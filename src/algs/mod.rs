//! Re-export public algorithms.
//!
//! Every algorithm here is a read-only consumer of [`GraphLike`](crate::store::GraphLike).

pub mod cycle;
pub mod preorder;
pub mod schedule;
pub mod tarjan;

pub use cycle::has_cycle;
pub use preorder::{Preorder, preorder};
pub use schedule::{Schedule, schedule};
pub use tarjan::{StronglyConnectedComponents, strongly_connected_components, toposort};
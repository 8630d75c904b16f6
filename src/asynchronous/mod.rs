//! Async mirrors of the graph algorithms for I/O-backed vertex sources.
//!
//! A source implements [`AsyncGraphLike`], whose vertex and neighbor sequences
//! are streams. The algorithms suspend only while fetching the next vertex or
//! neighbor; discovery indices, low-links and marks are updated between
//! fetches, never across one. They reuse the bookkeeping of the synchronous
//! algorithms, so once every fetch resolves the output is identical to the
//! synchronous run over the same sequences.
//!
//! Dropping a returned stream or future abandons the run; the source is never
//! mutated.

pub mod algorithms;
pub mod source;

pub use algorithms::{
    has_cycle_async, preorder_async, strongly_connected_components_async, toposort_async,
};
pub use source::{AsyncGraphLike, Blocking};
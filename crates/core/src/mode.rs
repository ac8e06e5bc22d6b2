//! Process-wide stream mode
//!
//! The protocol's "set once, observed by all" semantics call for a single
//! global flag. It lives behind an atomic so concurrent frame handlers can
//! never observe a torn value; each frame reads it exactly once at the start
//! of processing.

use std::sync::atomic::{AtomicBool, Ordering};

/// Whether incoming frames are run through the detector.
///
/// Mutated only by a mode-change event from any connected session; read by
/// the relay on every frame. Readers always observe the most recently set
/// value.
#[derive(Debug, Default)]
pub struct StreamMode {
    detection_enabled: AtomicBool,
}

impl StreamMode {
    /// New mode with detection disabled (the relay's idle default)
    pub fn new() -> Self {
        Self::default()
    }

    /// Atomically replace the mode, returning the previous value
    pub fn set_detection_enabled(&self, enabled: bool) -> bool {
        self.detection_enabled.swap(enabled, Ordering::SeqCst)
    }

    /// Atomically read the current mode
    pub fn detection_enabled(&self) -> bool {
        self.detection_enabled.load(Ordering::SeqCst)
    }
}
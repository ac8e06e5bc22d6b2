//! Object detector seam
//!
//! The detection model is a black box to the relay: given a decoded frame it
//! returns labeled bounding boxes, nothing more. How the model is trained or
//! executed is not this crate's concern.

use crate::error::Result;
use crate::frame::{Detection, PixelBuffer};
use async_trait::async_trait;
use std::sync::atomic::{AtomicUsize, Ordering};

/// Detector contract consumed by the relay.
///
/// Fails with [`crate::Error::Inference`] if the model cannot process the
/// buffer (e.g. wrong channel count); the relay logs and drops the frame.
/// No timeout is imposed on a single invocation at this layer.
#[async_trait]
pub trait Detector: Send + Sync {
    async fn detect(&self, frame: &PixelBuffer) -> Result<Vec<Detection>>;
}

/// Placeholder detector returning a fixed detection list.
///
/// Stands in until a model backend is wired up, and doubles as the test
/// double: the call counter lets tests assert the detector was (or was not)
/// invoked.
#[derive(Debug, Default)]
pub struct StubDetector {
    detections: Vec<Detection>,
    calls: AtomicUsize,
}

impl StubDetector {
    /// Detector that reports nothing in any frame
    pub fn new() -> Self {
        Self::default()
    }

    /// Detector that reports the given detections for every frame
    pub fn with_detections(detections: Vec<Detection>) -> Self {
        Self {
            detections,
            calls: AtomicUsize::new(0),
        }
    }

    /// Number of times `detect` has been invoked
    pub fn call_count(&self) -> usize {
        self.calls.load(Ordering::SeqCst)
    }
}

#[async_trait]
impl Detector for StubDetector {
    async fn detect(&self, _frame: &PixelBuffer) -> Result<Vec<Detection>> {
        self.calls.fetch_add(1, Ordering::SeqCst);
        Ok(self.detections.clone())
    }
}
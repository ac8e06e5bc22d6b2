//! Session registry: tracks connected participants
//!
//! Sessions are flat peers. Any session may produce frames or change the
//! stream mode; none carries a role field.

use parking_lot::RwLock;
use serde::{Deserialize, Serialize};
use std::collections::HashMap;
use std::fmt;
use std::time::SystemTime;
use uuid::Uuid;

/// Opaque identifier for one connected participant
#[derive(Debug, Clone, Copy, PartialEq, Eq, Hash, Serialize, Deserialize)]
#[serde(transparent)]
pub struct SessionId(Uuid);

impl SessionId {
    /// Allocate a fresh unique identifier
    pub fn new() -> Self {
        Self(Uuid::new_v4())
    }
}

impl Default for SessionId {
    fn default() -> Self {
        Self::new()
    }
}

impl fmt::Display for SessionId {
    fn fmt(&self, f: &mut fmt::Formatter<'_>) -> fmt::Result {
        self.0.fmt(f)
    }
}

/// One connected participant of the stream
#[derive(Debug, Clone)]
pub struct Session {
    /// Unique per-connection identifier
    pub id: SessionId,
    /// When the connection was established
    pub connected_at: SystemTime,
}

/// Concurrency-safe registry of active sessions.
///
/// The registry owns sessions exclusively; the relay references them only by
/// id. The lock is a sync `parking_lot::RwLock` — no `.await` is ever held
/// across it, and `active_sessions` copies out under the read guard so
/// iteration never observes concurrent mutation.
#[derive(Debug, Default)]
pub struct SessionRegistry {
    sessions: RwLock<HashMap<SessionId, Session>>,
}

impl SessionRegistry {
    pub fn new() -> Self {
        Self::default()
    }

    /// Allocate a fresh session id and record its connect time.
    ///
    /// Never fails: if the underlying transport rejects the connection the
    /// caller simply does not register.
    pub fn register(&self) -> SessionId {
        let id = SessionId::new();
        let session = Session {
            id,
            connected_at: SystemTime::now(),
        };
        self.sessions.write().insert(id, session);
        id
    }

    /// Remove a session. Idempotent: unknown or already-removed ids are a
    /// no-op, since connections can close concurrently with delivery attempts.
    pub fn unregister(&self, id: SessionId) {
        self.sessions.write().remove(&id);
    }

    /// Snapshot of the currently active session ids, safe to iterate while
    /// other sessions connect and disconnect.
    pub fn active_sessions(&self) -> Vec<SessionId> {
        self.sessions.read().keys().copied().collect()
    }

    pub fn contains(&self, id: SessionId) -> bool {
        self.sessions.read().contains_key(&id)
    }

    pub fn len(&self) -> usize {
        self.sessions.read().len()
    }

    pub fn is_empty(&self) -> bool {
        self.sessions.read().is_empty()
    }
}

#[cfg(test)]
mod tests {
    use super::*;

    #[test]
    fn test_register_allocates_unique_ids() {
        let registry = SessionRegistry::new();
        let a = registry.register();
        let b = registry.register();
        assert_ne!(a, b);
        assert_eq!(registry.len(), 2);
        assert!(registry.contains(a));
        assert!(registry.contains(b));
    }

    #[test]
    fn test_unregister_is_idempotent() {
        let registry = SessionRegistry::new();
        let a = registry.register();
        let b = registry.register();

        registry.unregister(a);
        registry.unregister(a);
        // Unknown id is also a no-op
        registry.unregister(SessionId::new());

        assert!(!registry.contains(a));
        assert!(registry.contains(b));
        assert_eq!(registry.len(), 1);
    }

    #[test]
    fn test_active_sessions_is_a_snapshot() {
        let registry = SessionRegistry::new();
        let a = registry.register();
        let snapshot = registry.active_sessions();

        registry.unregister(a);

        // The snapshot is unaffected by later mutation
        assert_eq!(snapshot, vec![a]);
        assert!(registry.active_sessions().is_empty());
    }

    #[test]
    fn test_concurrent_register_unregister() {
        use std::sync::Arc;

        let registry = Arc::new(SessionRegistry::new());
        let mut handles = Vec::new();
        for _ in 0..8 {
            let registry = Arc::clone(&registry);
            handles.push(std::thread::spawn(move || {
                for _ in 0..100 {
                    let id = registry.register();
                    let _ = registry.active_sessions();
                    registry.unregister(id);
                }
            }));
        }
        for handle in handles {
            handle.join().unwrap();
        }
        assert!(registry.is_empty());
    }
}
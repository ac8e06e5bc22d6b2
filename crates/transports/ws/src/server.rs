//! WebSocket relay server
//!
//! Binds the listen address, then accepts connections in a loop and spawns
//! one handler task per connection. The returned handle carries the bound
//! address (useful with port 0) and a shutdown channel.

use crate::handler::{handle_connection, SharedState};
use std::net::SocketAddr;
use std::sync::Arc;
use tokio::net::TcpListener;
use tokio::sync::broadcast;
use tokio::task::JoinHandle;
use tracing::{debug, error, info, warn};

/// Accept-loop server for the relay's WebSocket transport
pub struct RelayServer {
    listener: TcpListener,
    local_addr: SocketAddr,
    state: Arc<SharedState>,
}

impl RelayServer {
    /// Bind the listen address.
    ///
    /// A bind failure is the one unrecoverable startup error: callers are
    /// expected to terminate the process on it.
    pub async fn bind(addr: SocketAddr, state: Arc<SharedState>) -> std::io::Result<Self> {
        let listener = TcpListener::bind(addr).await?;
        let local_addr = listener.local_addr()?;
        info!("relay server listening on ws://{}", local_addr);
        Ok(Self {
            listener,
            local_addr,
            state,
        })
    }

    /// Address the server actually bound to
    pub fn local_addr(&self) -> SocketAddr {
        self.local_addr
    }

    /// Start the accept loop on the current runtime
    pub fn start(self) -> RelayServerHandle {
        let RelayServer {
            listener,
            local_addr,
            state,
        } = self;

        let (shutdown_tx, mut shutdown_rx) = broadcast::channel::<()>(1);

        let task = tokio::spawn(async move {
            loop {
                tokio::select! {
                    result = listener.accept() => match result {
                        Ok((stream, peer_addr)) => {
                            debug!(%peer_addr, "accepted tcp connection");
                            let state = Arc::clone(&state);
                            tokio::spawn(async move {
                                if let Err(e) = handle_connection(stream, state).await {
                                    warn!(%peer_addr, error = %e, "connection ended with error");
                                }
                            });
                        }
                        Err(e) => {
                            error!(error = %e, "failed to accept connection");
                        }
                    },
                    _ = shutdown_rx.recv() => {
                        info!("relay server received shutdown signal");
                        break;
                    }
                }
            }
        });

        RelayServerHandle {
            local_addr,
            shutdown_tx,
            task,
        }
    }
}

/// Handle for a running relay server
pub struct RelayServerHandle {
    local_addr: SocketAddr,
    shutdown_tx: broadcast::Sender<()>,
    task: JoinHandle<()>,
}

impl RelayServerHandle {
    pub fn local_addr(&self) -> SocketAddr {
        self.local_addr
    }

    /// Stop accepting connections and wait for the accept loop to exit.
    /// Established connections wind down on their own as clients disconnect.
    pub async fn shutdown(self) {
        let _ = self.shutdown_tx.send(());
        let _ = self.task.await;
    }
}
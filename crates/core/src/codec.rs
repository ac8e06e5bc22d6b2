//! Frame codec seam
//!
//! The relay treats encoded frames as opaque bytes; decoding only happens
//! when a frame has to go through the detector. The codec is a collaborator
//! behind a trait so transports and tests can substitute their own.

use crate::error::{Error, Result};
use crate::frame::PixelBuffer;

/// Decodes an incoming encoded frame into raw pixels with known dimensions.
pub trait FrameCodec: Send + Sync {
    /// Decode an encoded frame.
    ///
    /// Fails with [`Error::Decode`] on malformed input; the relay converts
    /// that into a dropped-frame log entry, never a crash.
    fn decode(&self, data: &[u8]) -> Result<PixelBuffer>;
}

/// Default codec over the `image` crate (JPEG and PNG payloads), guessing
/// the format from the payload bytes.
#[derive(Debug, Clone, Default)]
pub struct ImageCodec;

impl ImageCodec {
    pub fn new() -> Self {
        Self
    }
}

impl FrameCodec for ImageCodec {
    fn decode(&self, data: &[u8]) -> Result<PixelBuffer> {
        let image = image::load_from_memory(data).map_err(|e| Error::Decode(e.to_string()))?;
        let rgb = image.to_rgb8();
        let (width, height) = rgb.dimensions();
        Ok(PixelBuffer {
            data: rgb.into_raw(),
            width,
            height,
        })
    }
}

#[cfg(test)]
mod tests {
    use super::*;
    use image::{DynamicImage, ImageFormat, Rgb, RgbImage};
    use std::io::Cursor;

    fn png_bytes(width: u32, height: u32) -> Vec<u8> {
        let image = DynamicImage::ImageRgb8(RgbImage::from_pixel(width, height, Rgb([9, 80, 200])));
        let mut buf = Vec::new();
        image
            .write_to(&mut Cursor::new(&mut buf), ImageFormat::Png)
            .unwrap();
        buf
    }

    #[test]
    fn test_decode_reports_dimensions() {
        let decoded = ImageCodec::new().decode(&png_bytes(8, 6)).unwrap();
        assert_eq!(decoded.width, 8);
        assert_eq!(decoded.height, 6);
        assert_eq!(decoded.data.len(), 8 * 6 * 3);
    }

    #[test]
    fn test_decode_rejects_garbage() {
        let err = ImageCodec::new().decode(b"definitely not an image").unwrap_err();
        assert!(matches!(err, Error::Decode(_)));
    }
}
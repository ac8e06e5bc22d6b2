//! Per-connection WebSocket handler
//!
//! One handler task per session: registers the session, wires its outbound
//! channel into the peer map, then processes inbound events sequentially so
//! a single sender's frames are relayed in arrival order. Frames from
//! different senders interleave freely because every connection runs its own
//! handler task.

use crate::broadcast::PeerMap;
use futures_util::{SinkExt, StreamExt};
use std::sync::Arc;
use streamlens_core::{Broadcaster, ClientEvent, Relay, ServerEvent, SessionId, SessionRegistry};
use tokio::net::TcpStream;
use tokio::sync::mpsc;
use tokio_tungstenite::{
    accept_async,
    tungstenite::{Message, Result as WsResult},
};
use tracing::{debug, info, warn};

/// State shared across all connections
pub struct SharedState {
    pub registry: Arc<SessionRegistry>,
    pub peers: PeerMap,
    pub relay: Arc<Relay>,
}

impl SharedState {
    pub fn new(registry: Arc<SessionRegistry>, peers: PeerMap, relay: Arc<Relay>) -> Self {
        Self {
            registry,
            peers,
            relay,
        }
    }
}

/// Handle a single WebSocket connection for its whole lifetime.
///
/// Transport errors end only this session; the registry and peer map are
/// cleaned up on every exit path, and the departure is broadcast to the
/// remaining sessions.
pub async fn handle_connection(stream: TcpStream, state: Arc<SharedState>) -> WsResult<()> {
    let addr = stream.peer_addr()?;
    let ws_stream = accept_async(stream).await?;
    let (mut ws_tx, mut ws_rx) = ws_stream.split();

    // Outbound channel: broadcasts and replies funnel through here so the
    // write half stays owned by one task
    let (tx, mut rx) = mpsc::channel::<Message>(128);
    let forward_task = tokio::spawn(async move {
        while let Some(msg) = rx.recv().await {
            if ws_tx.send(msg).await.is_err() {
                break;
            }
        }
    });

    let session_id = state.registry.register();
    state.peers.insert(session_id, tx.clone()).await;
    info!(%session_id, %addr, sessions = state.registry.len(), "session connected");
    state
        .peers
        .publish(ServerEvent::SessionConnected { session_id }, None)
        .await;

    while let Some(msg) = ws_rx.next().await {
        match msg {
            Ok(Message::Text(text)) => dispatch(&text, session_id, &state).await,
            Ok(Message::Ping(data)) => {
                let _ = tx.send(Message::Pong(data)).await;
            }
            Ok(Message::Close(_)) => {
                debug!(%session_id, "close frame received");
                break;
            }
            Ok(_) => debug!(%session_id, "ignoring non-text message"),
            Err(e) => {
                warn!(%session_id, error = %e, "connection error");
                break;
            }
        }
    }

    // Remove before notifying so the departing peer misses its own farewell
    state.peers.remove(session_id).await;
    state.registry.unregister(session_id);
    state
        .peers
        .publish(ServerEvent::SessionDisconnected { session_id }, None)
        .await;
    info!(%session_id, sessions = state.registry.len(), "session disconnected");

    forward_task.abort();
    Ok(())
}

/// Route one inbound event to the relay engine.
///
/// Unparseable messages are logged and dropped; the sender is not notified
/// (fire-and-forget protocol).
async fn dispatch(text: &str, session_id: SessionId, state: &Arc<SharedState>) {
    match serde_json::from_str::<ClientEvent>(text) {
        Ok(ClientEvent::ModeChange { enabled }) => {
            state.relay.on_mode_change(session_id, enabled).await;
        }
        Ok(ClientEvent::Frame { data }) => {
            state.relay.on_frame(session_id, data).await;
        }
        Ok(ClientEvent::DetectFrame { data }) => {
            state.relay.on_detect_request(session_id, data).await;
        }
        Err(e) => {
            warn!(%session_id, error = %e, "dropping malformed message");
        }
    }
}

TASK GOAL:
Both the first line of the data above and the line with "session; read by" must be included; please return exactly those lines and the ones between them.

ANSWER SPACE:
filename src/algs/mod.rs
//! Re-export public algorithms.
//!
//! Every algorithm here is a read-only consumer of [`GraphLike`](crate::store::GraphLike).

pub mod cycle;
pub mod preorder;
pub mod schedule;
pub mod tarjan;

pub use cycle::has_cycle;
pub use preorder::{Preorder, preorder};
pub use schedule::{Schedule, schedule};
pub use tarjan::{StronglyConnectedComponents, strongly_connected_components, toposort};
repository 8630d75c904b16f6
filename src/asynchronous/mod.rs
//! Async mirrors of the graph algorithms for I/O-backed vertex sources.
//!
//! A source implements [`AsyncGraphLike`], whose vertex and neighbor sequences
//! are streams. The algorithms suspend only while fetching the next vertex or
//! neighbor; discovery indices, low-links and marks are updated between
//! fetches, never across one. They reuse the bookkeeping of the synchronous
//! algorithms, so once every fetch resolves the output is identical to the
//! synchronous run over the same sequences.
//!
//! Dropping a returned stream or future abandons the run; the source is never
//! mutated.

pub mod algorithms;
pub mod source;

pub use algorithms::{
    has_cycle_async, preorder_async, strongly_connected_components_async, toposort_async,
};
pub use source::{AsyncGraphLike, Blocking};
filename crates/core/src/mode.rs
repository ac8e06e5bc22d6b2
//! Process-wide stream mode
//!
//! The protocol's "set once, observed by all" semantics call for a single
//! global flag. It lives behind an atomic so concurrent frame handlers can
//! never observe a torn value; each frame reads it exactly once at the start
//! of processing.

use std::sync::atomic::{AtomicBool, Ordering};

/// Whether incoming frames are run through the detector.
///
/// Mutated only by a mode-change event from any connected session; read by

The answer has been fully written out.